Emory collection will be unique
By Catherine Fox
Visual Arts Critic
With the arrival of the new collection
of Egyptian artifacts, Emory University's Michael C. Carlos
Museum makes a great leap. But only an Atlanta metabooster would
try to compare the Canoe Museum to the world's great collections.
So
forget the Cairo Museum, the Louvre, British Museum, Brooklyn
Museum, Metropolitan Museum and Museum of Fine Arts, Boston.
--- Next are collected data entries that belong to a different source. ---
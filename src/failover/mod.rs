//! Failover across a pool of brokers.
//!
//! [`FailoverClient`] connects to one broker of a pool at a time. When the
//! connection is lost it reconnects to the next broker (with back-off) and
//! replays the frames its [`ReplayBuffer`] still holds.

pub mod backoff;
pub mod buffer;
pub mod client;
pub mod pool;

use std::time::Duration;
use thiserror::Error;

use crate::config::{BufferStrategy, FailoverOptions};
use crate::error::ConnError;
use crate::transport::BrokerUri;

pub use backoff::Backoff;
pub use buffer::{ReceiptsBuffer, ReplayBuffer, WrittenBuffer};
pub use client::{FailoverClient, FailoverEvent, FailoverHandler, FailoverState};
pub use pool::{Pool, RoundRobin, Shuffle};

#[derive(Error, Debug)]
pub enum FailoverError {
    /// Every attempt allowed by `retry_attempts` failed
    #[error("maximum retries exceeded after {attempts} attempts")]
    MaximumRetriesExceeded { attempts: u32 },
    /// No broker connection is active
    #[error("not connected")]
    NotConnected,
    /// The pool has no brokers
    #[error("broker pool is empty")]
    EmptyPool,
    #[error(transparent)]
    Client(#[from] ConnError),
    /// Failover URI could not be parsed
    #[error("invalid failover uri: {0}")]
    InvalidUri(String),
}

/// Parse a failover URI into its brokers and options.
///
/// Accepted forms:
///
/// ```text
/// failover:(stomp://a:61613,stomp+ssl://b:61612)?randomize=true
/// failover://(stomp://a,stomp://b)
/// failover:stomp://a,stomp://b?retryAttempts=3
/// stomp://a:61613
/// ```
///
/// Recognised options are `retryAttempts`, `retryDelay` and
/// `maxRetryDelay` (milliseconds), `useExponentialBackOff`,
/// `backOffMultiplier`, `randomize` and `buffer` (`written` or
/// `receipts`).
pub fn parse_failover_uri(uri: &str) -> Result<(Vec<BrokerUri>, FailoverOptions), FailoverError> {
    let uri = uri.trim();
    let Some(rest) = uri.strip_prefix("failover:") else {
        let broker: BrokerUri = uri.parse()?;
        return Ok((vec![broker], FailoverOptions::default()));
    };
    let rest = rest.strip_prefix("//").unwrap_or(rest);

    let (list, query) = if let Some(inner) = rest.strip_prefix('(') {
        let close = inner
            .find(')')
            .ok_or_else(|| FailoverError::InvalidUri(format!("{}: unbalanced parenthesis", uri)))?;
        let tail = &inner[close + 1..];
        let query = match tail {
            "" => None,
            q => Some(
                q.strip_prefix('?')
                    .ok_or_else(|| FailoverError::InvalidUri(format!("{}: unexpected {:?}", uri, q)))?,
            ),
        };
        (&inner[..close], query)
    } else {
        match rest.rsplit_once('?') {
            Some((list, query)) => (list, Some(query)),
            None => (rest, None),
        }
    };

    let brokers = list
        .split(',')
        .map(str::trim)
        .filter(|s| !s.is_empty())
        .map(|s| s.parse::<BrokerUri>())
        .collect::<Result<Vec<_>, _>>()?;
    if brokers.is_empty() {
        return Err(FailoverError::InvalidUri(format!("{}: no brokers", uri)));
    }

    let mut options = FailoverOptions::default();
    if let Some(query) = query {
        apply_options(&mut options, query)?;
    }
    Ok((brokers, options))
}

fn apply_options(options: &mut FailoverOptions, query: &str) -> Result<(), FailoverError> {
    for (key, value) in url::form_urlencoded::parse(query.as_bytes()) {
        let bad = || FailoverError::InvalidUri(format!("bad value for {}: {:?}", key, value));
        match key.as_ref() {
            "retryAttempts" => options.retry_attempts = value.parse().map_err(|_| bad())?,
            "retryDelay" => {
                options.retry_delay = Duration::from_millis(value.parse().map_err(|_| bad())?)
            }
            "maxRetryDelay" => {
                options.max_retry_delay = Duration::from_millis(value.parse().map_err(|_| bad())?)
            }
            "useExponentialBackOff" => {
                options.use_exponential_back_off = value.parse().map_err(|_| bad())?
            }
            "backOffMultiplier" => {
                options.back_off_multiplier = value.parse().map_err(|_| bad())?
            }
            "randomize" => options.randomize = value.parse().map_err(|_| bad())?,
            "buffer" => {
                options.buffer = match value.as_ref() {
                    "written" => BufferStrategy::Written,
                    "receipts" => BufferStrategy::Receipts,
                    _ => return Err(bad()),
                }
            }
            other => tracing::warn!(option = other, "ignoring unknown failover option"),
        }
    }
    Ok(())
}

#[cfg(test)]
mod tests {
    use super::*;

    #[test]
    fn parenthesised_list_with_options() {
        let (brokers, opts) = parse_failover_uri(
            "failover:(stomp://a:61613,stomp+ssl://b)?randomize=true&retryAttempts=3&buffer=receipts",
        )
        .unwrap();
        assert_eq!(brokers.len(), 2);
        assert_eq!(brokers[0].host, "a");
        assert!(brokers[1].is_tls());
        assert_eq!(brokers[1].port, 61612);
        assert!(opts.randomize);
        assert_eq!(opts.retry_attempts, 3);
        assert_eq!(opts.buffer, BufferStrategy::Receipts);
    }

    #[test]
    fn bare_list_and_slashes() {
        let (brokers, opts) =
            parse_failover_uri("failover:stomp://a,stomp://b?retryDelay=250").unwrap();
        assert_eq!(brokers.len(), 2);
        assert_eq!(opts.retry_delay, Duration::from_millis(250));

        let (brokers, _) = parse_failover_uri("failover://(stomp://a,stomp://b)").unwrap();
        assert_eq!(brokers[1].host, "b");
    }

    #[test]
    fn plain_broker_uri_is_a_pool_of_one() {
        let (brokers, opts) = parse_failover_uri("stomp://guest:pw@localhost").unwrap();
        assert_eq!(brokers.len(), 1);
        assert_eq!(brokers[0].login.as_deref(), Some("guest"));
        assert_eq!(opts.retry_attempts, 0);
    }

    #[test]
    fn rejects_bad_values_and_empty_lists() {
        assert!(matches!(
            parse_failover_uri("failover:(stomp://a)?retryAttempts=lots"),
            Err(FailoverError::InvalidUri(_))
        ));
        assert!(matches!(
            parse_failover_uri("failover:()"),
            Err(FailoverError::InvalidUri(_))
        ));
        assert!(matches!(
            parse_failover_uri("failover:(stomp://a"),
            Err(FailoverError::InvalidUri(_))
        ));
    }
}
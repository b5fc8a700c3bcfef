use std::path::PathBuf;
use std::time::Duration;

use crate::protocol::ProtocolVersion;

/// Options used when establishing a STOMP connection.
///
/// Built with chained setters:
///
/// ```ignore
/// let opts = ConnectOptions::default()
///     .login("guest", "guest")
///     .heartbeats(10_000, 10_000)
///     .header("client-id", "orders");
/// ```
#[derive(Debug, Clone)]
pub struct ConnectOptions {
    /// Versions offered in `accept-version` and accepted from CONNECTED
    pub versions: Vec<ProtocolVersion>,
    /// Client heart-beat proposal `(cx, cy)` in milliseconds
    pub heartbeats: (u64, u64),
    /// Virtual host sent in the `host` header; defaults to the broker host
    pub host: Option<String>,
    pub login: Option<String>,
    pub passcode: Option<String>,
    /// Extra CONNECT headers, applied after the standard ones
    pub headers: Vec<(String, String)>,
    /// Longest wait for inbound bytes while a frame is expected; `None`
    /// disables the check
    pub read_timeout: Option<Duration>,
    /// Longest wait for queued bytes to make progress; `None` disables the
    /// check
    pub write_timeout: Option<Duration>,
    /// Bound on TCP connect plus TLS handshake
    pub connect_timeout: Option<Duration>,
    /// TLS settings for `stomp+ssl://` brokers; `None` uses
    /// `TlsOptions::default()`
    pub tls: Option<TlsOptions>,
}

impl Default for ConnectOptions {
    fn default() -> Self {
        Self {
            versions: ProtocolVersion::ALL.to_vec(),
            heartbeats: (0, 0),
            host: None,
            login: None,
            passcode: None,
            headers: Vec::new(),
            read_timeout: Some(Duration::from_secs(120)),
            write_timeout: Some(Duration::from_secs(120)),
            connect_timeout: Some(Duration::from_secs(30)),
            tls: None,
        }
    }
}

impl ConnectOptions {
    pub fn new() -> Self {
        Self::default()
    }

    pub fn versions(mut self, versions: impl Into<Vec<ProtocolVersion>>) -> Self {
        self.versions = versions.into();
        self
    }

    pub fn heartbeats(mut self, cx: u64, cy: u64) -> Self {
        self.heartbeats = (cx, cy);
        self
    }

    pub fn host(mut self, host: impl Into<String>) -> Self {
        self.host = Some(host.into());
        self
    }

    pub fn login(mut self, login: impl Into<String>, passcode: impl Into<String>) -> Self {
        self.login = Some(login.into());
        self.passcode = Some(passcode.into());
        self
    }

    /// Add an extra CONNECT header.
    pub fn header(mut self, key: impl Into<String>, value: impl Into<String>) -> Self {
        self.headers.push((key.into(), value.into()));
        self
    }

    pub fn read_timeout(mut self, timeout: Option<Duration>) -> Self {
        self.read_timeout = timeout;
        self
    }

    pub fn write_timeout(mut self, timeout: Option<Duration>) -> Self {
        self.write_timeout = timeout;
        self
    }

    pub fn connect_timeout(mut self, timeout: Option<Duration>) -> Self {
        self.connect_timeout = timeout;
        self
    }

    pub fn tls(mut self, tls: TlsOptions) -> Self {
        self.tls = Some(tls);
        self
    }
}

/// TLS settings for `stomp+ssl://` brokers.
#[derive(Debug, Clone)]
pub struct TlsOptions {
    /// Verify the broker certificate chain. Disabling this accepts any
    /// certificate.
    pub verify: bool,
    /// PEM file with trusted CA certificates
    pub ca_file: Option<PathBuf>,
    /// Directory of PEM files with trusted CA certificates
    pub ca_dir: Option<PathBuf>,
    /// PEM client certificate chain for mutual TLS
    pub client_cert: Option<PathBuf>,
    /// PEM private key matching `client_cert`
    pub client_key: Option<PathBuf>,
    /// Require the certificate to name the broker host
    pub check_hostname: bool,
    /// SNI name to present instead of the broker host
    pub server_name: Option<String>,
}

impl Default for TlsOptions {
    fn default() -> Self {
        Self {
            verify: true,
            ca_file: None,
            ca_dir: None,
            client_cert: None,
            client_key: None,
            check_hostname: true,
            server_name: None,
        }
    }
}

impl TlsOptions {
    /// Accept any certificate. Only for development brokers.
    pub fn insecure() -> Self {
        Self {
            verify: false,
            check_hostname: false,
            ..Self::default()
        }
    }

    pub fn ca_file(mut self, path: impl Into<PathBuf>) -> Self {
        self.ca_file = Some(path.into());
        self
    }

    pub fn ca_dir(mut self, path: impl Into<PathBuf>) -> Self {
        self.ca_dir = Some(path.into());
        self
    }

    pub fn client_auth(mut self, cert: impl Into<PathBuf>, key: impl Into<PathBuf>) -> Self {
        self.client_cert = Some(cert.into());
        self.client_key = Some(key.into());
        self
    }

    pub fn check_hostname(mut self, check: bool) -> Self {
        self.check_hostname = check;
        self
    }

    pub fn server_name(mut self, name: impl Into<String>) -> Self {
        self.server_name = Some(name.into());
        self
    }
}

/// How the failover client remembers frames for replay.
#[derive(Debug, Clone, Copy, PartialEq, Eq, Default)]
pub enum BufferStrategy {
    /// Keep frames until they have been written to the socket
    #[default]
    Written,
    /// Keep frames until the broker sends a RECEIPT for them
    Receipts,
}

/// Retry and replay settings of `FailoverClient`.
#[derive(Debug, Clone)]
pub struct FailoverOptions {
    /// Connection attempts before giving up; 0 retries forever
    pub retry_attempts: u32,
    /// Delay after the first failed attempt
    pub retry_delay: Duration,
    pub use_exponential_back_off: bool,
    pub back_off_multiplier: f64,
    /// Upper bound for the exponential delay
    pub max_retry_delay: Duration,
    /// Try brokers in a random order on each pass over the pool
    pub randomize: bool,
    pub buffer: BufferStrategy,
    /// Options handed to every pooled client
    pub connect: ConnectOptions,
}

impl Default for FailoverOptions {
    fn default() -> Self {
        Self {
            retry_attempts: 0,
            retry_delay: Duration::from_millis(10),
            use_exponential_back_off: true,
            back_off_multiplier: 2.0,
            max_retry_delay: Duration::from_secs(30),
            randomize: false,
            buffer: BufferStrategy::Written,
            connect: ConnectOptions::default(),
        }
    }
}

impl FailoverOptions {
    pub fn retry_attempts(mut self, attempts: u32) -> Self {
        self.retry_attempts = attempts;
        self
    }

    pub fn retry_delay(mut self, delay: Duration) -> Self {
        self.retry_delay = delay;
        self
    }

    pub fn exponential_back_off(mut self, enabled: bool, multiplier: f64, max: Duration) -> Self {
        self.use_exponential_back_off = enabled;
        self.back_off_multiplier = multiplier;
        self.max_retry_delay = max;
        self
    }

    pub fn randomize(mut self, randomize: bool) -> Self {
        self.randomize = randomize;
        self
    }

    pub fn buffer(mut self, buffer: BufferStrategy) -> Self {
        self.buffer = buffer;
        self
    }

    pub fn connect(mut self, connect: ConnectOptions) -> Self {
        self.connect = connect;
        self
    }
}
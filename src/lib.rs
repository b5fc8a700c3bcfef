pub mod client;
pub mod codec;
pub mod config;
pub mod connection;
pub mod error;
pub mod events;
pub mod failover;
pub mod frame;
pub mod headers;
pub mod heartbeat;
pub mod parser;
pub mod protocol;
pub mod serial;
pub mod subscription;
pub mod tls;
pub mod transport;

pub use client::Client;
pub use codec::StompCodec;
pub use config::{BufferStrategy, ConnectOptions, FailoverOptions, TlsOptions};
pub use connection::{Connection, ConnectionState, Dispatcher};
pub use error::{ConnError, ProtocolError};
pub use events::{ConnectionEvent, Event, EventKind, Events};
pub use failover::{FailoverClient, FailoverError, FailoverEvent, FailoverState, parse_failover_uri};
pub use frame::{Command, Frame};
pub use headers::Headers;
pub use heartbeat::{HeartbeatPolicy, negotiate_heartbeats, parse_heartbeat_header};
pub use protocol::{ProtocolOps, ProtocolVersion};
pub use subscription::{AckMode, Subscription, SubscriptionOptions};
pub use transport::BrokerUri;

#[cfg(test)]
mod tests {
    use super::*;

    #[test]
    fn smoke_frame_display() {
        let f = Frame::new("CONNECT")
            .header("accept-version", "1.0,1.1")
            .set_body(b"hello".to_vec());
        let s = format!("{}", f);
        assert!(s.contains("CONNECT"));
        assert!(s.contains("Body (5 bytes)"));
    }
}
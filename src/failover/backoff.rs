use std::time::Duration;

use crate::config::FailoverOptions;

/// Delay schedule between connection attempts.
///
/// With exponential back-off the delay starts at `retry_delay` and is
/// multiplied by `back_off_multiplier` after every attempt, capped at
/// `max_retry_delay`. Otherwise every attempt waits `retry_delay`.
#[derive(Debug, Clone)]
pub struct Backoff {
    max: Duration,
    multiplier: f64,
    exponential: bool,
    current: Duration,
}

impl Backoff {
    pub fn new(options: &FailoverOptions) -> Self {
        Self {
            max: options.max_retry_delay,
            multiplier: if options.back_off_multiplier.is_finite() {
                options.back_off_multiplier.max(1.0)
            } else {
                1.0
            },
            exponential: options.use_exponential_back_off,
            current: options.retry_delay,
        }
    }

    /// Delay to wait before the next attempt.
    pub fn next_delay(&mut self) -> Duration {
        let delay = self.current;
        if self.exponential {
            let next = self.current.as_secs_f64() * self.multiplier;
            self.current = Duration::try_from_secs_f64(next)
                .unwrap_or(self.max)
                .min(self.max);
        }
        delay
    }
}
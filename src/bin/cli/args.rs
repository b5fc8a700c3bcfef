use clap::Parser;

#[derive(Parser)]
#[command(name = "stomp")]
#[command(version)]
#[command(about = "Line-oriented STOMP client with broker failover")]
pub struct Cli {
    /// Broker URI, or a failover URI such as
    /// failover:(stomp://a:61613,stomp://b:61613)?randomize=true
    #[arg(short, long, env = "STOMP_URI", default_value = "stomp://127.0.0.1:61613")]
    pub uri: String,

    /// Login username (overrides credentials in the URI)
    #[arg(short, long, env = "STOMP_LOGIN")]
    pub login: Option<String>,

    /// Passcode
    #[arg(short, long, env = "STOMP_PASSCODE", default_value = "")]
    pub passcode: String,

    /// Heartbeat settings (client-send,client-receive in ms)
    #[arg(long, default_value = "10000,10000")]
    pub heartbeat: String,

    /// Destinations to subscribe to (can be specified multiple times)
    #[arg(short, long)]
    pub subscribe: Vec<String>,

    /// Give up after this many failed connection attempts (0 retries forever)
    #[arg(long)]
    pub retry_attempts: Option<u32>,

    /// Skip TLS certificate verification for stomp+ssl:// brokers
    #[arg(long)]
    pub insecure: bool,
}
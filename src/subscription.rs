use std::collections::HashMap;
use std::sync::Arc;

use crate::frame::Frame;

/// Callback invoked for every MESSAGE delivered to a subscription.
pub type MessageHandler = Arc<dyn Fn(&Frame) + Send + Sync>;

/// Callback invoked once when the matching RECEIPT arrives.
pub type ReceiptHandler = Box<dyn FnOnce(&Frame) + Send>;

/// Subscription acknowledgement modes.
#[derive(Debug, Clone, Copy, PartialEq, Eq, Default)]
pub enum AckMode {
    #[default]
    Auto,
    Client,
    ClientIndividual,
}

impl AckMode {
    pub fn as_str(&self) -> &'static str {
        match self {
            AckMode::Auto => "auto",
            AckMode::Client => "client",
            AckMode::ClientIndividual => "client-individual",
        }
    }
}

/// Options for `Client::subscribe_with_options`.
///
/// `headers` are forwarded on the SUBSCRIBE frame. An `id` header, when
/// given, is used as the subscription id instead of a generated one.
#[derive(Debug, Clone, Default)]
pub struct SubscriptionOptions {
    pub ack: AckMode,
    pub headers: Vec<(String, String)>,
}

impl SubscriptionOptions {
    pub fn ack(mut self, ack: AckMode) -> Self {
        self.ack = ack;
        self
    }

    pub fn header(mut self, key: impl Into<String>, value: impl Into<String>) -> Self {
        self.headers.push((key.into(), value.into()));
        self
    }
}

/// A lightweight handle returned from `Client::subscribe` naming the
/// subscription. Pass it (or its id) to `unsubscribe`.
#[derive(Debug, Clone, PartialEq, Eq)]
pub struct Subscription {
    id: String,
    destination: String,
    ack: AckMode,
}

impl Subscription {
    pub(crate) fn new(id: String, destination: String, ack: AckMode) -> Self {
        Self {
            id,
            destination,
            ack,
        }
    }

    /// Returns the subscription id sent in the SUBSCRIBE frame.
    pub fn id(&self) -> &str {
        &self.id
    }

    /// Returns the destination this subscription listens to.
    pub fn destination(&self) -> &str {
        &self.destination
    }

    pub fn ack_mode(&self) -> AckMode {
        self.ack
    }
}

struct Entry {
    destination: String,
    handler: MessageHandler,
}

/// Subscription table: subscription id -> destination and handler.
#[derive(Default)]
pub struct Subscriptions {
    entries: HashMap<String, Entry>,
}

impl Subscriptions {
    pub fn new() -> Self {
        Self::default()
    }

    pub fn add(&mut self, id: impl Into<String>, destination: impl Into<String>, handler: MessageHandler) {
        self.entries.insert(
            id.into(),
            Entry {
                destination: destination.into(),
                handler,
            },
        );
    }

    /// Forget a subscription. Returns its destination if it was known.
    pub fn remove(&mut self, id: &str) -> Option<String> {
        self.entries.remove(id).map(|e| e.destination)
    }

    pub fn contains(&self, id: &str) -> bool {
        self.entries.contains_key(id)
    }

    /// Handlers that should see `message`.
    ///
    /// A MESSAGE carrying a `subscription` header goes to that subscription
    /// only. Without one (STOMP 1.0 brokers) every subscription on the
    /// message's destination matches.
    pub fn handlers_for(&self, message: &Frame) -> Vec<MessageHandler> {
        if let Some(id) = message.get_header("subscription") {
            return self
                .entries
                .get(id)
                .map(|e| vec![e.handler.clone()])
                .unwrap_or_default();
        }
        let Some(dest) = message.get_header("destination") else {
            return Vec::new();
        };
        self.entries
            .values()
            .filter(|e| e.destination == dest)
            .map(|e| e.handler.clone())
            .collect()
    }

    pub fn len(&self) -> usize {
        self.entries.len()
    }

    pub fn is_empty(&self) -> bool {
        self.entries.is_empty()
    }
}

/// Pending receipt callbacks keyed by receipt id.
#[derive(Default)]
pub struct Receipts {
    pending: HashMap<String, ReceiptHandler>,
}

impl Receipts {
    pub fn add(&mut self, id: impl Into<String>, handler: ReceiptHandler) {
        self.pending.insert(id.into(), handler);
    }

    pub fn take(&mut self, id: &str) -> Option<ReceiptHandler> {
        self.pending.remove(id)
    }

    pub fn len(&self) -> usize {
        self.pending.len()
    }

    pub fn is_empty(&self) -> bool {
        self.pending.is_empty()
    }
}
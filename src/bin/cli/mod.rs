pub mod args;
pub mod commands;
pub mod plain;

/// Exit codes for different error conditions
pub mod exit_codes {
    /// Successful execution
    pub const SUCCESS: u8 = 0;
    /// Network/connection error (e.g., host unreachable, retries exhausted)
    pub const NETWORK_ERROR: u8 = 1;
    /// The broker refused the CONNECT frame
    pub const AUTH_ERROR: u8 = 2;
    /// Protocol error (e.g., unexpected server response)
    pub const PROTOCOL_ERROR: u8 = 3;
    /// Bad command line (e.g., unparsable broker URI)
    pub const USAGE_ERROR: u8 = 64;
}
If you want an apples-to-apples comparison, look to the great
university teaching museums of the United States.
Even
then, compiling a ranking is a bit specious because each of
those on the list - University of Pennsylvania, John Hopkins
University, University of Memphis, University of Michigan. among
them - has a different emphasis, according to Gay Robins, Emory
University's professor of Egyptian art.
What's
clear is that the quality and character of the new acquisitions
will make Emory unique in the Southeast and a superior repository
for coffins.
"The
26th and 21st dynasties, when our new coffins were made, are
the best periods for coffins," she says. "This is a neglected
field of study, and they are so full of information about painting
and woodworking techniques as well as Egyptian beliefs."
Gayle
Gibson, an Egyptologist at Toronto's Royal Ontario Museum, who
has studied the Niagara Falls mummies for years, agrees.
"This
is a very important historical collection," she says. "One mummy
is a woman, almost certainly one who was very important in her
day. One might be royal. The coffins themselves are very fine.
"The
collection will be even more important after the objects have
been researched by Gay Robins and Peter Lacovara, both highly
respected experts. This collection will make Atlanta a very
important center."
Indeed,
the Carlos is already receiving requests for loans.
"The
Birmingham Museum wants a coffin for 'Searching for Ancient
Egypt,' a traveling show in October," says curator Peter Lacovara.
"We've even had a request from Canada."